▶ **Records shown**
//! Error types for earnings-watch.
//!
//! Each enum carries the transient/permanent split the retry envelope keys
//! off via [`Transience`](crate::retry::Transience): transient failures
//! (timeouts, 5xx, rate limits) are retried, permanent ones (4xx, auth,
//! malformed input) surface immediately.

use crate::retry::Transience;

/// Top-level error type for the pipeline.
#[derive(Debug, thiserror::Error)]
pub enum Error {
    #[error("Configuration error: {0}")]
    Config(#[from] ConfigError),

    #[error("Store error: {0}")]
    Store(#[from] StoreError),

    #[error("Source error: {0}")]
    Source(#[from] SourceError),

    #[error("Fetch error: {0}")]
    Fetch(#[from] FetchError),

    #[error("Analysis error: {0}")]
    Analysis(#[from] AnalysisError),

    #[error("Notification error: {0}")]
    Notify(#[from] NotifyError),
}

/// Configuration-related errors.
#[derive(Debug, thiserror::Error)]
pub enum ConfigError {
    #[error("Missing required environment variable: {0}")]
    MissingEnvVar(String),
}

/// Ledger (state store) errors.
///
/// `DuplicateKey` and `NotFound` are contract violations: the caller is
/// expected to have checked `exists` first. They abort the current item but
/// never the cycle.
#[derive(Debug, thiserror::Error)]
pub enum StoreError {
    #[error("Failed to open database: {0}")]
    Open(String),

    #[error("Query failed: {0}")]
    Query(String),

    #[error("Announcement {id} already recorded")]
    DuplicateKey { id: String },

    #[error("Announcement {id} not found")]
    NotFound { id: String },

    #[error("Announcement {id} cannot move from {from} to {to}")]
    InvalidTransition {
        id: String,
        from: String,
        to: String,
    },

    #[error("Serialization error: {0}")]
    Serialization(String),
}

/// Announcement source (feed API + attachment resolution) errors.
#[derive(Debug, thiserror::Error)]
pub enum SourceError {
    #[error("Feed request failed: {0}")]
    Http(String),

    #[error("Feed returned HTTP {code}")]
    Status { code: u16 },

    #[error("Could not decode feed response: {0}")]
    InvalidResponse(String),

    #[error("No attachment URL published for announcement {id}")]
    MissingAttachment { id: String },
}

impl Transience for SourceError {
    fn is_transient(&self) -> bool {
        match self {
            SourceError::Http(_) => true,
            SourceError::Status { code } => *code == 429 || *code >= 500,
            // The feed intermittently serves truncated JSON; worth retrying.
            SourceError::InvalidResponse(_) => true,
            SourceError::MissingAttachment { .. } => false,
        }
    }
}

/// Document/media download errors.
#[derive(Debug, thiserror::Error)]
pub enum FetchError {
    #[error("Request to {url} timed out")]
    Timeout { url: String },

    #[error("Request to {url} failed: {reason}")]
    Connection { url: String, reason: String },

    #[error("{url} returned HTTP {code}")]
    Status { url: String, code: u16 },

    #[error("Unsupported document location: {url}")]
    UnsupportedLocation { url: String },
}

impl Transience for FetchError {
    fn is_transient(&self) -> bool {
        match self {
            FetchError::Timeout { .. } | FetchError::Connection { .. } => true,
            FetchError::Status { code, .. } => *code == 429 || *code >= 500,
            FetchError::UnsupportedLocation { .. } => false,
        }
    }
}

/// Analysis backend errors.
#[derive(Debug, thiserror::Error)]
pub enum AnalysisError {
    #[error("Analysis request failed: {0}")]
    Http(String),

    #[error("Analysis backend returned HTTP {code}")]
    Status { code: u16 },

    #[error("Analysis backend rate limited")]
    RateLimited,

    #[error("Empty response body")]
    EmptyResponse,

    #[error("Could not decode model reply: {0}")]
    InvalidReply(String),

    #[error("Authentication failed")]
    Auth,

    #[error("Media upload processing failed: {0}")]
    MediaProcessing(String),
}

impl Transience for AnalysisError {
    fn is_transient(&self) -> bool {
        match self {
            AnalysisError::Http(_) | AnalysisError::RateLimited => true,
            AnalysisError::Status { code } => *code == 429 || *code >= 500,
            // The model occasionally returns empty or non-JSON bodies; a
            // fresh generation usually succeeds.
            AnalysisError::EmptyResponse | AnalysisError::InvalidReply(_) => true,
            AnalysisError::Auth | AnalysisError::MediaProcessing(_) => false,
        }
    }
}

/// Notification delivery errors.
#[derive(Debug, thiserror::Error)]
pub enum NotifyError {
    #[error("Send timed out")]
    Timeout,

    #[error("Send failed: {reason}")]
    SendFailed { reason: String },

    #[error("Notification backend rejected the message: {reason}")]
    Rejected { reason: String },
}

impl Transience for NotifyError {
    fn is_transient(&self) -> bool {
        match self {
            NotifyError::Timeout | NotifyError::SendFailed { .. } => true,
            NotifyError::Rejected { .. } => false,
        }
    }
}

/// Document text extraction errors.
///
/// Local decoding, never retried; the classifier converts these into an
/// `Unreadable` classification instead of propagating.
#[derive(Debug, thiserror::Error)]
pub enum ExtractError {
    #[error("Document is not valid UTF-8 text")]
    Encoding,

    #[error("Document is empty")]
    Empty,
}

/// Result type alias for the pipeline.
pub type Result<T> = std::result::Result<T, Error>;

▶ **Task brief**
Give back the full listing exactly as it stands above.

▶ **Written solution**
//! Error types for earnings-watch.
//!
//! Each enum carries the transient/permanent split the retry envelope keys
//! off via [`Transience`](crate::retry::Transience): transient failures
//! (timeouts, 5xx, rate limits) are retried, permanent ones (4xx, auth,
//! malformed input) surface immediately.

use crate::retry::Transience;

/// Top-level error type for the pipeline.
#[derive(Debug, thiserror::Error)]
pub enum Error {
    #[error("Configuration error: {0}")]
    Config(#[from] ConfigError),

    #[error("Store error: {0}")]
    Store(#[from] StoreError),

    #[error("Source error: {0}")]
    Source(#[from] SourceError),

    #[error("Fetch error: {0}")]
    Fetch(#[from] FetchError),

    #[error("Analysis error: {0}")]
    Analysis(#[from] AnalysisError),

    #[error("Notification error: {0}")]
    Notify(#[from] NotifyError),
}

/// Configuration-related errors.
#[derive(Debug, thiserror::Error)]
pub enum ConfigError {
    #[error("Missing required environment variable: {0}")]
    MissingEnvVar(String),
}

/// Ledger (state store) errors.
///
/// `DuplicateKey` and `NotFound` are contract violations: the caller is
/// expected to have checked `exists` first. They abort the current item but
/// never the cycle.
#[derive(Debug, thiserror::Error)]
pub enum StoreError {
    #[error("Failed to open database: {0}")]
    Open(String),

    #[error("Query failed: {0}")]
    Query(String),

    #[error("Announcement {id} already recorded")]
    DuplicateKey { id: String },

    #[error("Announcement {id} not found")]
    NotFound { id: String },

    #[error("Announcement {id} cannot move from {from} to {to}")]
    InvalidTransition {
        id: String,
        from: String,
        to: String,
    },

    #[error("Serialization error: {0}")]
    Serialization(String),
}

/// Announcement source (feed API + attachment resolution) errors.
#[derive(Debug, thiserror::Error)]
pub enum SourceError {
    #[error("Feed request failed: {0}")]
    Http(String),

    #[error("Feed returned HTTP {code}")]
    Status { code: u16 },

    #[error("Could not decode feed response: {0}")]
    InvalidResponse(String),

    #[error("No attachment URL published for announcement {id}")]
    MissingAttachment { id: String },
}

impl Transience for SourceError {
    fn is_transient(&self) -> bool {
        match self {
            SourceError::Http(_) => true,
            SourceError::Status { code } => *code == 429 || *code >= 500,
            // The feed intermittently serves truncated JSON; worth retrying.
            SourceError::InvalidResponse(_) => true,
            SourceError::MissingAttachment { .. } => false,
        }
    }
}

/// Document/media download errors.
#[derive(Debug, thiserror::Error)]
pub enum FetchError {
    #[error("Request to {url} timed out")]
    Timeout { url: String },

    #[error("Request to {url} failed: {reason}")]
    Connection { url: String, reason: String },

    #[error("{url} returned HTTP {code}")]
    Status { url: String, code: u16 },

    #[error("Unsupported document location: {url}")]
    UnsupportedLocation { url: String },
}

impl Transience for FetchError {
    fn is_transient(&self) -> bool {
        match self {
            FetchError::Timeout { .. } | FetchError::Connection { .. } => true,
            FetchError::Status { code, .. } => *code == 429 || *code >= 500,
            FetchError::UnsupportedLocation { .. } => false,
        }
    }
}

/// Analysis backend errors.
#[derive(Debug, thiserror::Error)]
pub enum AnalysisError {
    #[error("Analysis request failed: {0}")]
    Http(String),

    #[error("Analysis backend returned HTTP {code}")]
    Status { code: u16 },

    #[error("Analysis backend rate limited")]
    RateLimited,

    #[error("Empty response body")]
    EmptyResponse,

    #[error("Could not decode model reply: {0}")]
    InvalidReply(String),

    #[error("Authentication failed")]
    Auth,

    #[error("Media upload processing failed: {0}")]
    MediaProcessing(String),
}

impl Transience for AnalysisError {
    fn is_transient(&self) -> bool {
        match self {
            AnalysisError::Http(_) | AnalysisError::RateLimited => true,
            AnalysisError::Status { code } => *code == 429 || *code >= 500,
            // The model occasionally returns empty or non-JSON bodies; a
            // fresh generation usually succeeds.
            AnalysisError::EmptyResponse | AnalysisError::InvalidReply(_) => true,
            AnalysisError::Auth | AnalysisError::MediaProcessing(_) => false,
        }
    }
}

/// Notification delivery errors.
#[derive(Debug, thiserror::Error)]
pub enum NotifyError {
    #[error("Send timed out")]
    Timeout,

    #[error("Send failed: {reason}")]
    SendFailed { reason: String },

    #[error("Notification backend rejected the message: {reason}")]
    Rejected { reason: String },
}

impl Transience for NotifyError {
    fn is_transient(&self) -> bool {
        match self {
            NotifyError::Timeout | NotifyError::SendFailed { .. } => true,
            NotifyError::Rejected { .. } => false,
        }
    }
}

/// Document text extraction errors.
///
/// Local decoding, never retried; the classifier converts these into an
/// `Unreadable` classification instead of propagating.
#[derive(Debug, thiserror::Error)]
pub enum ExtractError {
    #[error("Document is not valid UTF-8 text")]
    Encoding,

    #[error("Document is empty")]
    Empty,
}

/// Result type alias for the pipeline.
pub type Result<T> = std::result::Result<T, Error>;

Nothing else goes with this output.